[Stored data entries]
#####

//! Runtime settings assembled from CLI arguments and environment.

use std::path::{Path, PathBuf};
use std::time::Duration;

use anyhow::{Context, Result};
use serde::{Deserialize, Serialize};

use crate::upload::DeliverySettings;

/// Shape of the target site: how posts and media are recognized.
#[derive(Debug, Clone, Serialize, Deserialize)]
pub struct SiteProfile {
    /// Path marker identifying post pages (post ids follow it).
    pub post_path_marker: String,
    /// Extension of direct media URLs on the host.
    pub media_extension: String,
    /// Hosts that serve media bytes; any request to them counts as media.
    pub cdn_hosts: Vec<String>,
    /// Listing page size used to derive pagination offsets.
    pub page_size: usize,
    /// Maximum listing pages walked per monitoring scan.
    pub monitor_page_cap: usize,
}

impl Default for SiteProfile {
    fn default() -> Self {
        Self {
            post_path_marker: "/post/".to_string(),
            media_extension: ".mp4".to_string(),
            cdn_hosts: Vec::new(),
            page_size: 30,
            monitor_page_cap: 10,
        }
    }
}

/// Resolved process settings.
#[derive(Debug, Clone)]
pub struct Settings {
    /// SQLite database path.
    pub database_path: PathBuf,
    /// Root for downloads and the event log.
    pub download_dir: PathBuf,
    /// Challenge-solver endpoint.
    pub solver_url: String,
    /// Delivery endpoint; present only when token, chat id, and base URL
    /// are all configured.
    pub delivery: Option<DeliverySettings>,
    pub download_workers: usize,
    pub upload_workers: usize,
    pub session_ttl: Duration,
    /// Default check interval for newly added channels.
    pub default_interval_minutes: i64,
    /// Delay between automation cycles.
    pub cycle_delay: Duration,
    pub site: SiteProfile,
}

impl Settings {
    /// Interpret a store DSN. Plain paths and `sqlite://` URLs are accepted.
    pub fn database_path_from_dsn(dsn: &str) -> PathBuf {
        let stripped = dsn
            .strip_prefix("sqlite://")
            .or_else(|| dsn.strip_prefix("sqlite:"))
            .unwrap_or(dsn);
        PathBuf::from(stripped)
    }

    /// Create the download and log directories.
    pub fn ensure_dirs(&self) -> Result<()> {
        std::fs::create_dir_all(&self.download_dir).with_context(|| {
            format!("creating download directory {}", self.download_dir.display())
        })?;
        if let Some(parent) = self.database_path.parent() {
            if !parent.as_os_str().is_empty() {
                std::fs::create_dir_all(parent)
                    .with_context(|| format!("creating data directory {}", parent.display()))?;
            }
        }
        Ok(())
    }

    pub fn database_exists(&self) -> bool {
        Path::new(&self.database_path).exists()
    }
}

#####

**ABOUT THIS EXERCISE**
Wherever a line in the data above holds the word "pages", copy that line.

**ANSWER SECTION**
    /// Path marker identifying post pages (post ids follow it).
    /// Maximum listing pages walked per monitoring scan.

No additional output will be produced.